All one had to do was take one look at the massive crowd that turned out at tiny Ristuccia Arena here for the final day of the team’s week-long development camp for rookies and young prospects.

It was Sweeney who organized and ran the team’s first such off-season camp in July, 2007. He said after Saturday’s workout that the 2010 edition was another success, featuring star prospects Tyler Seguin and Joe Colborne.

“Not really comparing years here, I think we’re excited about the skill set we’ve gone out and identified and brought in,” Sweeney said. “Be it through the draft or through the acquisition side of it, I think, overall, our group should be proud and excited about the guys they’ve identified and brought in.

“Now, it’s time for the players to continue to get better and our coaching staff, who we feel teaches the game very, very well, and our management group, to continue to push these guys all forward. That includes our workout guys, everybody. You see all of our group here, from player personnel, to scouts, you can tell how much our organization is taking care of it and that comes from Peter [Chiarelli] and filters down.”

Under Sweeney, the team has brought the club’s top prospects to Ristuccia in advance of the main September training camp.

“Make no mistake about it, the ultimate goal is to produce the best NHL players we can,” Sweeney said. “The more we can build camaraderie and using that as an example of them understanding they have a chance to be teammates and be part of something where we hope to win.

Development camp gives the prospects the opportunity to get to know each other on and off the ice while teaching them the level of dedication and training necessary for them to reach the next stage of their careers.

“Ultimately, we’re just trying to win,” Sweeney said. “I hope with all my heart that these guys come in here and they grab a hold of it right from the get-go and the culture we’re trying to create and the momentum we have and they continue to push that forward and I think that helps in that regard.”

“We referenced earlier in the week where Joe Colborne had reached out to a number of these kids and gave them a little heads up. That’s the stuff we hope each and every one [understands]. Next year, it might be somebody else that reaches out to a young draft pick and so you’ve created that momentum and the culture that we’re hoping to continue to build going forward.”

Colborne was only too happy to help.

“These guys have been coming up to me the whole camp with questions,” Colborne said. “I’ve tried to be as welcoming as possible and make sure they all feel comfortable because I know what it feels to be a new guy coming in with no idea. So I’ve been up front with them, trying to give them the heads up on what the tougher parts of camp are, the things you’re going to have to learn and they’ve all taken it in stride and improved since the start of camp.”

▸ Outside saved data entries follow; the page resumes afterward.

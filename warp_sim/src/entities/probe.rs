//! Probe: a constant-velocity mover with a finite lifetime.

use std::any::Any;
use warp_core::{
    DamageType, DrawContext, Entity, EntityError, EntityId, Owner, Position, RenderError, Rgba,
    TickContext,
};

/// Registered kind name.
pub const KIND: &str = "probe";

/// Lifetime given to probes built by the registry factory.
pub const DEFAULT_LIFETIME_TICKS: u64 = 60;

/// Radius of the rendered marker.
pub const RENDER_RADIUS: f64 = 0.25;

const COLOR: Rgba = Rgba::new(0, 128, 255, 255);

/// Small, fragile mover that expires after a fixed number of ticks.
#[derive(Debug, Clone)]
pub struct Probe {
    id: EntityId,
    owner: Owner,
    hp: f64,
    age: u64,

    /// Current position
    pub position: Position,

    /// Velocity in world units per second
    pub velocity: Position,

    /// Ticks until the probe expires, `None` for no expiry
    pub lifetime: Option<u64>,
}

impl Probe {
    /// Creates a stationary probe at the origin with the default lifetime.
    pub fn new(id: EntityId, owner: Owner) -> Self {
        Self {
            id,
            owner,
            hp: 1.0,
            age: 0,
            position: Position::zeros(),
            velocity: Position::zeros(),
            lifetime: Some(DEFAULT_LIFETIME_TICKS),
        }
    }

    /// Number of updates this probe has been through.
    pub fn age(&self) -> u64 {
        self.age
    }

    /// Ticks left before expiry.
    pub fn remaining(&self) -> Option<u64> {
        self.lifetime.map(|l| l.saturating_sub(self.age))
    }
}

impl Entity for Probe {
    fn id(&self) -> EntityId {
        self.id
    }

    fn kind(&self) -> &str {
        KIND
    }

    fn owner(&self) -> Owner {
        self.owner
    }

    fn position(&self) -> Position {
        self.position
    }

    fn alive(&self) -> bool {
        self.hp > 0.0 && self.lifetime.map_or(true, |l| self.age < l)
    }

    fn take_fire(&mut self, damage: f64, _ty: DamageType) -> bool {
        self.hp -= damage;
        self.alive()
    }

    fn update(&mut self, ctx: &mut TickContext<'_>) -> Result<(), EntityError> {
        self.position += self.velocity * ctx.view().dt();
        self.age += 1;
        Ok(())
    }

    fn render(&self, ctx: &mut dyn DrawContext) -> Result<(), RenderError> {
        ctx.begin_path();
        ctx.set_fill_color(COLOR);
        ctx.circle(self.position.x, self.position.y, RENDER_RADIUS);
        ctx.fill();
        Ok(())
    }

    fn snapshot(&self) -> Box<dyn Entity> {
        Box::new(self.clone())
    }

    fn as_any(&self) -> &dyn Any {
        self
    }

    fn as_any_mut(&mut self) -> &mut dyn Any {
        self
    }
}

#[cfg(test)]
mod tests {
    use super::*;
    use approx::assert_relative_eq;
    use warp_core::{Universe, UniverseConfig};

    fn probe_universe() -> Universe {
        let mut universe = Universe::new(UniverseConfig::default()).unwrap();
        universe.register(KIND, |id, owner| Box::new(Probe::new(id, owner)));
        universe
    }

    fn probe_mut(universe: &mut Universe, id: EntityId) -> &mut Probe {
        universe
            .entity_mut(id)
            .and_then(|e| e.as_any_mut().downcast_mut::<Probe>())
            .unwrap()
    }

    #[test]
    fn test_moves_with_velocity() {
        let mut universe = probe_universe();
        let id = universe.spawn(KIND, Owner::Player).unwrap();
        probe_mut(&mut universe, id).velocity = Position::new(1.0, -2.0);

        // 2 Hz: half a second per tick
        universe.update().unwrap();
        universe.update().unwrap();

        let probe = probe_mut(&mut universe, id);
        assert_relative_eq!(probe.position.x, 1.0);
        assert_relative_eq!(probe.position.y, -2.0);
        assert_eq!(probe.age(), 2);
    }

    #[test]
    fn test_expires_after_lifetime() {
        let mut universe = probe_universe();
        let id = universe.spawn(KIND, Owner::Enemy).unwrap();
        probe_mut(&mut universe, id).lifetime = Some(3);

        universe.update().unwrap();
        universe.update().unwrap();
        assert_eq!(probe_mut(&mut universe, id).remaining(), Some(1));

        // Third update ages it out; it is removed in the same tick.
        universe.update().unwrap();
        assert!(universe.entity(id).is_none());
        assert!(universe.history().frame_at(1).unwrap().contains(id));
        assert!(!universe.history().frame_at(2).unwrap().contains(id));
    }

    #[test]
    fn test_unbounded_lifetime() {
        let mut probe = Probe::new(EntityId::next(), Owner::Team);
        probe.lifetime = None;
        probe.age = u64::MAX;
        assert!(probe.alive());
        assert_eq!(probe.remaining(), None);
    }

    #[test]
    fn test_single_hit_destroys() {
        let mut probe = Probe::new(EntityId::next(), Owner::Enemy);
        assert!(!probe.take_fire(1.0, DamageType::Laser));
    }
}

One of the bonding activities that Colborne helped lead was a bowling outing on Thursday night.

But perhaps the biggest confirmation of Sweeney’s optimism came from Colborne, who just completed his third such development camp with the B’s.

“Right from Day 1, when we were doing the program with the Marines, that’s all they talked about was doing that extra little bit that will be the difference between winning a Stanley Cup championship or losing in Game 7 like we did this year,” the 20-year-old Colborne said.

“Obviously, you can tell the management is hungry. The guys like [David] Krejci have been back here and he’s ready to get going. It’s going to be a very hungry group next year and hopefully, I’ll be part of it.”